Benjamin P. Levy, MD: And just a question, in terms of that unresectable patient, to the panel here. For those patients who may have challenging issues with comorbidities who are getting that weekly carboplatin/paclitaxel regimen, do we give consolidation after that, given that it’s a low dose and we’re not giving that systemic dose as we are with the cisplatin-containing regimens?

Hossein Borghaei, DO, MS: I do, for sure. If a patient can tolerate 6 or 7 weeks of concurrent chemotherapy/RT and they still have a reasonable performance status within normal parameters, I would try to get at least 1 or 2 cycles of the consolidation in. Now, you can argue what percentage of patients actually complete that, but I think my goal would be to get at least a cycle of that.

Suresh S. Ramalingam, MD: I used to do that a lot, but my enthusiasm to doing that has gone down after the Korean trial, which asked the question about the extra 2 cycles. And they didn’t see much of a benefit. So, in these days, if I give the concurrent chemoradiation, weekly carboplatin/paclitaxel, I’m happy to say we’re done with the treatments.

Benjamin P. Levy, MD: I always say some of my patients get the weekly regimen and I feel comfortable giving 2 consolidative doses. We just haven’t seen consolidation bear out in the trials; meta-analyses, Hoosier Oncology Group.

Hossein Borghaei, DO, MS: But those were a little bit different. Remember, on some of these studies, everybody got 2 full doses of cisplatin/etoposide per SWOG. In that case, when you’re giving full-dose chemotherapy, I completely agree with bypassing the consolidation because we don’t have data. It’s a different thing when you’re talking about weekly carboplatin/Taxol, and you know that the majority of these patients succumb to distant metastases, not so much local control—although the local control becomes an issue occasionally. So, for that reason, with the lower-dose chemotherapy, my argument has always been a little bit more systemic control where consolidated doses are appropriate. But definitely in the days whenever I used to do cisplatin/etoposide a lot, or if I do cisplatin/pemetrexed now, I’m not pushing people to get 2 or 3 additional cycles of full-dose chemotherapy. So, there is a difference in those studies.

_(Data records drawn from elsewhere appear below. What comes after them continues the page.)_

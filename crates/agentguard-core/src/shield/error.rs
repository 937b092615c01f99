//! Error types for the shield module.

use thiserror::Error;

/// Why a policy document or one of its threat entries was rejected.
///
/// None of these halt the agent: a rejected document yields an empty
/// catalog and a rejected entry is skipped.
#[derive(Debug, Clone, PartialEq, Error)]
pub enum ShieldError {
    #[error("policy document is not valid TOML: {0}")]
    Syntax(String),

    #[error("policy document is malformed: {0}")]
    Malformed(String),

    #[error("threat entry is missing `{field}`")]
    MissingField { field: &'static str },

    #[error("threat {id}: confidence {value} is outside [0, 1]")]
    ConfidenceOutOfRange { id: String, value: f64 },

    #[error("unknown severity `{0}`")]
    UnknownSeverity(String),

    #[error("unknown action `{0}`")]
    UnknownAction(String),

    #[error("unknown match kind `{0}`")]
    UnknownMatchKind(String),

    #[error("unknown event scope `{0}`")]
    UnknownScope(String),

    #[error("threat {id}: match_value is empty")]
    EmptyMatchValue { id: String },

    #[error("duplicate threat id `{0}`")]
    DuplicateId(String),
}

pub type ShieldResult<T> = std::result::Result<T, ShieldError>;
//! Runtime events submitted to the Shield, and host extraction from them.

use serde::{Deserialize, Serialize};
use url::Url;

use super::threat::EventScope;

/// A runtime action the agent is about to take.
#[derive(Debug, Clone, PartialEq, Eq, Serialize, Deserialize)]
pub struct ShieldEvent {
    pub scope: EventScope,
    #[serde(default, skip_serializing_if = "Option::is_none")]
    pub tool_name: Option<String>,
    #[serde(default, skip_serializing_if = "Option::is_none")]
    pub skill_name: Option<String>,
    #[serde(default, skip_serializing_if = "Option::is_none")]
    pub domain: Option<String>,
    #[serde(default, skip_serializing_if = "Option::is_none")]
    pub url: Option<String>,
    #[serde(default, skip_serializing_if = "Option::is_none")]
    pub file_path: Option<String>,
    #[serde(default, skip_serializing_if = "Option::is_none")]
    pub secret_path: Option<String>,
    /// Free text: prompt, command line, skill body.
    #[serde(default, skip_serializing_if = "Option::is_none")]
    pub content: Option<String>,
}

impl ShieldEvent {
    pub fn new(scope: EventScope) -> Self {
        Self {
            scope,
            tool_name: None,
            skill_name: None,
            domain: None,
            url: None,
            file_path: None,
            secret_path: None,
            content: None,
        }
    }

    pub fn with_tool(mut self, name: impl Into<String>) -> Self {
        self.tool_name = Some(name.into());
        self
    }

    pub fn with_skill(mut self, name: impl Into<String>) -> Self {
        self.skill_name = Some(name.into());
        self
    }

    pub fn with_domain(mut self, domain: impl Into<String>) -> Self {
        self.domain = Some(domain.into());
        self
    }

    pub fn with_url(mut self, url: impl Into<String>) -> Self {
        self.url = Some(url.into());
        self
    }

    pub fn with_file_path(mut self, path: impl Into<String>) -> Self {
        self.file_path = Some(path.into());
        self
    }

    pub fn with_secret_path(mut self, path: impl Into<String>) -> Self {
        self.secret_path = Some(path.into());
        self
    }

    pub fn with_content(mut self, content: impl Into<String>) -> Self {
        self.content = Some(content.into());
        self
    }

    /// Lowercased host: `domain` if set, otherwise taken from `url`.
    pub fn host(&self) -> Option<String> {
        match &self.domain {
            Some(domain) => host_of(domain),
            None => self.url.as_deref().and_then(host_of),
        }
    }
}

/// Parse `raw` the way an HTTP client would, assuming `https` for a bare
/// host. Relative references have no host and yield `None`.
pub(crate) fn parse_url(raw: &str) -> Option<Url> {
    let trimmed = raw.trim();
    if trimmed.is_empty() || trimmed.starts_with('/') {
        return None;
    }
    match Url::parse(trimmed) {
        Ok(url) if url.has_host() => Some(url),
        _ if !trimmed.contains("://") => Url::parse(&format!("https://{trimmed}")).ok(),
        _ => None,
    }
}

/// Decoded, lowercased host of `url` without its trailing root dot.
pub(crate) fn url_host(url: &Url) -> Option<String> {
    let host = url.host_str()?.trim_end_matches('.');
    (!host.is_empty()).then(|| host.to_ascii_lowercase())
}

/// Host of a URL or bare domain.
pub(crate) fn host_of(raw: &str) -> Option<String> {
    parse_url(raw).as_ref().and_then(url_host)
}
//! Error types for the audit module.

use crate::digest::DigestError;

/// Errors produced while appending to or verifying the audit trail.
#[derive(Debug, thiserror::Error)]
pub enum AuditError {
    #[error("audit io error: {0}")]
    Io(#[from] std::io::Error),

    #[error("audit serialization error: {0}")]
    Serialization(#[from] serde_json::Error),

    #[error("audit digest error: {0}")]
    Digest(#[from] DigestError),

    #[error("audit line {line} is corrupt: {reason}")]
    Corrupt { line: usize, reason: String },

    #[error("hash chain broken at entry {index}: expected previous_hash {expected:?}, found {found:?}")]
    ChainBroken {
        index: usize,
        expected: Option<String>,
        found: Option<String>,
    },
}

/// Result type for audit operations.
pub type AuditResult<T> = std::result::Result<T, AuditError>;
//! Service registry for Crossbar
//!
//! The process-local source of truth for capability-providing services:
//! a synchronous service table, cached health with change detection, and
//! on-demand remote discovery that merges configured HTTP endpoints into
//! one candidate list.
//!
//! ## Features
//!
//! - **Registration** - Insert/replace by id; re-registration is an
//!   update, never a duplicate
//! - **Lookup** - By id, type tag, or capability term (name or feature)
//! - **Discovery** - Local table plus every configured endpoint, with
//!   per-endpoint failures surfaced as data instead of errors
//! - **Remote proxies** - Discovered entries wrapped as read-only
//!   handles whose health is a fresh HTTP request per call
//! - **Change events** - Synchronous pub/sub with per-listener isolation
//!
//! ## Quick Start
//!
//! ```rust,ignore
//! use crossbar_registry::{RegistryConfig, ServiceRegistry};
//!
//! let registry = ServiceRegistry::new(
//!     RegistryConfig::new().with_endpoint("http://node-b:7400/services/discover"),
//! );
//! registry.register(my_service);
//!
//! let result = registry.discover().await;
//! for handle in &result.services {
//!     println!("{} ({})", handle.id(), handle.service_type());
//! }
//! ```

pub mod config;
pub mod error;
pub mod handle;
pub mod registry;
pub mod shared;

pub use config::{RegistryConfig, parse_endpoint_list};
pub use error::RegistryError;
pub use handle::{RemoteService, ServiceHandle};
pub use registry::{
    ChangeSubscription, DiscoveryResult, DiscoverySource, ServiceRegistry,
};
pub use shared::{init_shared, reset_shared, shared};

Roy S. Herbst, MD, PhD: The data don’t really support. That said, even in testicular cancer, which is very platinum sensitive, you give 3 cycles. I think you have to be very selective, but ultimately, the way to cure these patients if they do have residual disease is going to be with molecular therapies and immunotherapies, which we’ll probably talk about later.

Hossein Borghaei, DO, MS: Yes, right.